Печерин любил молодежь и любил свою науку; часы лекций были светлыми промежутками в ужасном кошмаре, который его душил. Назначение в Москву переполнило чашу. Как ни ослабели за эти два года его связи с петербургским кружком друзей, там все-таки можно было дышать. В Москве у него и этой поддержки не было, а те немногие берлинские друзья, которые вместе с ним попали сюда, как Редкин и Крюков, сами, по-видимому, были близки к отчаянию. С первых же дней они почувствовали здесь в профессорской среде, такую невыносимую затхлость, что у них потемнело в глазах.
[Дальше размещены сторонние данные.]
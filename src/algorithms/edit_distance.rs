//! Levenshtein edit distance.
//!
//! `table[i][j]` is the cheapest way to turn the first `i` characters of
//! the source into the first `j` characters of the target using unit-cost
//! insert, delete and replace.

use serde::{Deserialize, Serialize};
use std::fmt;

use crate::algorithms::input::format_row;
use crate::engine::generator::{
    reject_unknown, text_arg, AlgorithmInfo, Category, FrameView, ParamArgs, TraceGenerator,
};
use crate::engine::step::{Outcome, Trace, TraceRecorder};
use crate::error::VizResult;

/// Edit distance input.
#[derive(Debug, Clone, PartialEq, Eq, Serialize, Deserialize)]
pub struct EditDistanceParams {
    /// String to transform.
    pub source: String,
    /// String to reach.
    pub target: String,
}

impl Default for EditDistanceParams {
    fn default() -> Self {
        Self {
            source: "kitten".to_string(),
            target: "sitting".to_string(),
        }
    }
}

/// One edit on the traceback path.
#[derive(Debug, Clone, Copy, PartialEq, Eq, Serialize, Deserialize)]
#[serde(tag = "op", rename_all = "snake_case")]
pub enum EditOp {
    /// Characters already equal.
    Keep {
        /// The shared character.
        ch: char,
    },
    /// Replace a source character.
    Replace {
        /// Source character.
        from: char,
        /// Target character.
        to: char,
    },
    /// Insert a target character.
    Insert {
        /// Inserted character.
        ch: char,
    },
    /// Delete a source character.
    Delete {
        /// Deleted character.
        ch: char,
    },
}

impl fmt::Display for EditOp {
    fn fmt(&self, f: &mut fmt::Formatter<'_>) -> fmt::Result {
        match self {
            Self::Keep { ch } => write!(f, "keep '{ch}'"),
            Self::Replace { from, to } => write!(f, "replace '{from}' with '{to}'"),
            Self::Insert { ch } => write!(f, "insert '{ch}'"),
            Self::Delete { ch } => write!(f, "delete '{ch}'"),
        }
    }
}

/// Edit distance visualization state.
#[derive(Debug, Clone, PartialEq, Eq, Default, Serialize, Deserialize)]
pub struct EditDistanceFrame {
    /// Source characters (rows).
    pub source: Vec<char>,
    /// Target characters (columns).
    pub target: Vec<char>,
    /// DP table.
    pub table: Vec<Vec<u32>>,
    /// Cell written or visited at this step.
    pub cell: Option<(usize, usize)>,
    /// Edits recovered by the traceback, in source order.
    pub ops: Vec<EditOp>,
}

impl FrameView for EditDistanceFrame {
    fn render_lines(&self) -> Vec<String> {
        let mut header: Vec<String> = vec![" ".into(), " ".into()];
        header.extend(self.target.iter().map(ToString::to_string));
        let mut lines = vec![format_row(&header, 2)];
        for (i, row) in self.table.iter().enumerate() {
            let label = if i == 0 {
                " ".to_string()
            } else {
                self.source.get(i - 1).map_or_else(String::new, ToString::to_string)
            };
            let mut cells = vec![label];
            cells.extend(row.iter().enumerate().map(|(j, v)| {
                if self.cell == Some((i, j)) {
                    format!("*{v}")
                } else {
                    v.to_string()
                }
            }));
            lines.push(format_row(&cells, 2));
        }
        if !self.ops.is_empty() {
            let ops: Vec<String> = self.ops.iter().map(ToString::to_string).collect();
            lines.push(ops.join(", "));
        }
        lines
    }
}

/// Edit distance generator.
#[derive(Debug, Clone)]
pub struct EditDistanceGenerator {
    max_len: usize,
}

impl EditDistanceGenerator {
    /// Create a generator accepting strings up to `max_len` characters.
    #[must_use]
    pub const fn new(max_len: usize) -> Self {
        Self { max_len }
    }
}

impl TraceGenerator for EditDistanceGenerator {
    type Params = EditDistanceParams;
    type Frame = EditDistanceFrame;

    fn info(&self) -> AlgorithmInfo {
        AlgorithmInfo {
            id: "edit-distance",
            name: "Edit Distance",
            category: Category::DynamicProgramming,
            summary: "Fewest inserts, deletes and replacements turning one string into another",
            params: &["source", "target"],
        }
    }

    fn generate(&self, params: &EditDistanceParams) -> Trace<EditDistanceFrame> {
        let s: Vec<char> = params.source.trim().chars().collect();
        let t: Vec<char> = params.target.trim().chars().collect();
        if s.len() > self.max_len || t.len() > self.max_len {
            return Trace::invalid(
                format!("Strings may be at most {} characters", self.max_len),
                EditDistanceFrame::default(),
            );
        }

        let (m, n) = (s.len(), t.len());
        let mut table = vec![vec![0u32; n + 1]; m + 1];
        for (i, row) in table.iter_mut().enumerate() {
            row[0] = i as u32;
        }
        for (j, cell) in table[0].iter_mut().enumerate() {
            *cell = j as u32;
        }
        let mut frame = EditDistanceFrame {
            source: s.clone(),
            target: t.clone(),
            table,
            cell: None,
            ops: Vec::new(),
        };

        let mut rec = TraceRecorder::new();
        rec.emit_opening(
            *params == EditDistanceParams::default(),
            format!(
                "Press play to turn \"{}\" into \"{}\"",
                params.source.trim(),
                params.target.trim()
            ),
            "Seed row 0 with insert costs and column 0 with delete costs",
            frame.clone(),
        );

        for i in 1..=m {
            for j in 1..=n {
                let message = if s[i - 1] == t[j - 1] {
                    frame.table[i][j] = frame.table[i - 1][j - 1];
                    format!("'{}' = '{}': copy diagonal {}", s[i - 1], t[j - 1], frame.table[i][j])
                } else {
                    let replace = frame.table[i - 1][j - 1];
                    let delete = frame.table[i - 1][j];
                    let insert = frame.table[i][j - 1];
                    frame.table[i][j] = 1 + replace.min(delete).min(insert);
                    format!(
                        "'{}' ≠ '{}': 1 + min(replace {replace}, delete {delete}, insert {insert}) = {}",
                        s[i - 1],
                        t[j - 1],
                        frame.table[i][j]
                    )
                };
                frame.cell = Some((i, j));
                rec.emit(message, frame.clone());
            }
        }

        let (mut i, mut j) = (m, n);
        while i > 0 || j > 0 {
            let here = frame.table[i][j];
            let op = if i > 0 && j > 0 && s[i - 1] == t[j - 1] && here == frame.table[i - 1][j - 1] {
                i -= 1;
                j -= 1;
                EditOp::Keep { ch: s[i] }
            } else if i > 0 && j > 0 && here == frame.table[i - 1][j - 1] + 1 {
                i -= 1;
                j -= 1;
                EditOp::Replace { from: s[i], to: t[j] }
            } else if i > 0 && here == frame.table[i - 1][j] + 1 {
                i -= 1;
                EditOp::Delete { ch: s[i] }
            } else {
                j -= 1;
                EditOp::Insert { ch: t[j] }
            };
            frame.cell = Some((i, j));
            frame.ops.insert(0, op);
            if !matches!(op, EditOp::Keep { .. }) {
                rec.emit(format!("Edit: {op}"), frame.clone());
            }
        }

        frame.cell = None;
        let distance = frame.table[m][n];
        rec.finish(
            format!("Edit distance is {distance}"),
            frame,
            Outcome::Value(i64::from(distance)),
        )
    }

    fn apply_args(
        &self,
        current: &EditDistanceParams,
        args: &ParamArgs,
    ) -> VizResult<EditDistanceParams> {
        reject_unknown(args, &self.info())?;
        let mut next = current.clone();
        if let Some(source) = text_arg(args, "source") {
            next.source = source;
        }
        if let Some(target) = text_arg(args, "target") {
            next.target = target;
        }
        Ok(next)
    }
}

#[cfg(test)]
mod tests {
    use super::*;

    fn run(source: &str, target: &str) -> Trace<EditDistanceFrame> {
        EditDistanceGenerator::new(12).generate(&EditDistanceParams {
            source: source.to_string(),
            target: target.to_string(),
        })
    }

    fn apply(ops: &[EditOp]) -> String {
        ops.iter()
            .filter_map(|op| match op {
                EditOp::Keep { ch } | EditOp::Insert { ch } => Some(*ch),
                EditOp::Replace { to, .. } => Some(*to),
                EditOp::Delete { .. } => None,
            })
            .collect()
    }

    #[test]
    fn test_kitten_sitting() {
        let trace = EditDistanceGenerator::new(12).generate(&EditDistanceParams::default());
        assert_eq!(trace.outcome(), Some(&Outcome::Value(3)));
        let ops = &trace.last().frame.ops;
        assert_eq!(apply(ops), "sitting");
        let edits = ops.iter().filter(|op| !matches!(op, EditOp::Keep { .. })).count();
        assert_eq!(edits, 3);
    }

    #[test]
    fn test_empty_sides() {
        assert_eq!(run("", "abc").outcome(), Some(&Outcome::Value(3)));
        assert_eq!(run("abc", "").outcome(), Some(&Outcome::Value(3)));
        assert_eq!(run("", "").outcome(), Some(&Outcome::Value(0)));
    }

    #[test]
    fn test_identical() {
        let trace = run("same", "same");
        assert_eq!(trace.outcome(), Some(&Outcome::Value(0)));
        assert_eq!(apply(&trace.last().frame.ops), "same");
    }

    #[test]
    fn test_rejects_long() {
        let trace = run("abcdefghijklm", "a");
        assert_eq!(trace.len(), 1);
        assert!(trace.outcome().is_none());
    }

    mod proptests {
        use super::*;
        use proptest::prelude::*;

        proptest! {
            #[test]
            fn prop_ops_rebuild_target(a in "[ab]{0,6}", b in "[ab]{0,6}") {
                let trace = run(&a, &b);
                let ops = &trace.last().frame.ops;
                prop_assert_eq!(apply(ops), b);
                let edits = ops.iter().filter(|op| !matches!(op, EditOp::Keep { .. })).count() as i64;
                prop_assert_eq!(trace.outcome(), Some(&Outcome::Value(edits)));
            }
        }
    }
}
Жалкое ученое крохоборство, тупость, мелочность, взаимная зависть, интриги из-за гонорара или благосклонности начальства, сытая пошлость и самодовольство, – вот обстановка, в которой они должны будут жить. Что было у них общего со всеми этими Терновскими, Герингами, Гастевыми {645}– их товарищами по университету, всецело погруженными в интересы семейного благополучия и чиновничьей карьеры, преподававшими так, что студенты больше забывали, чем узнавали, с Котельницким, приходившим в университет на лекцию с кульком провизии из Охотного ряда, с благочестивым Снегиревым, по сердечной склонности строчившим доносы (между прочим, и на Печерина), с тяжелым педантом Шевыревым или с грубым циником Погодиным, который в своем дубовом патриотизме огулом поносил западную жизнь и западную науку? Этот самый Погодин в своих воспоминаниях сообщает любопытный эпизод, показывающий, какие чувства наполняли Печерина и его товарищей. Провожая их от себя после чая за оврагом на Девичьем поле в 1836 году, он говорил им: «Те профессоры, которых вы теперь сменяете: Ивашковские {646}(предшественник Печерина по кафедре), Котельницкие и проч., были ведь смолоду так же ревностны, так же благоговели к науке, так же горели желанием распространять истину, а что сталось с ними теперь в их несчастной среде? Увидим, что будет с вами» [376]. Эта последняя мысль была слишком справедлива; мы увидим ниже, как она сверлила мозг Печерина.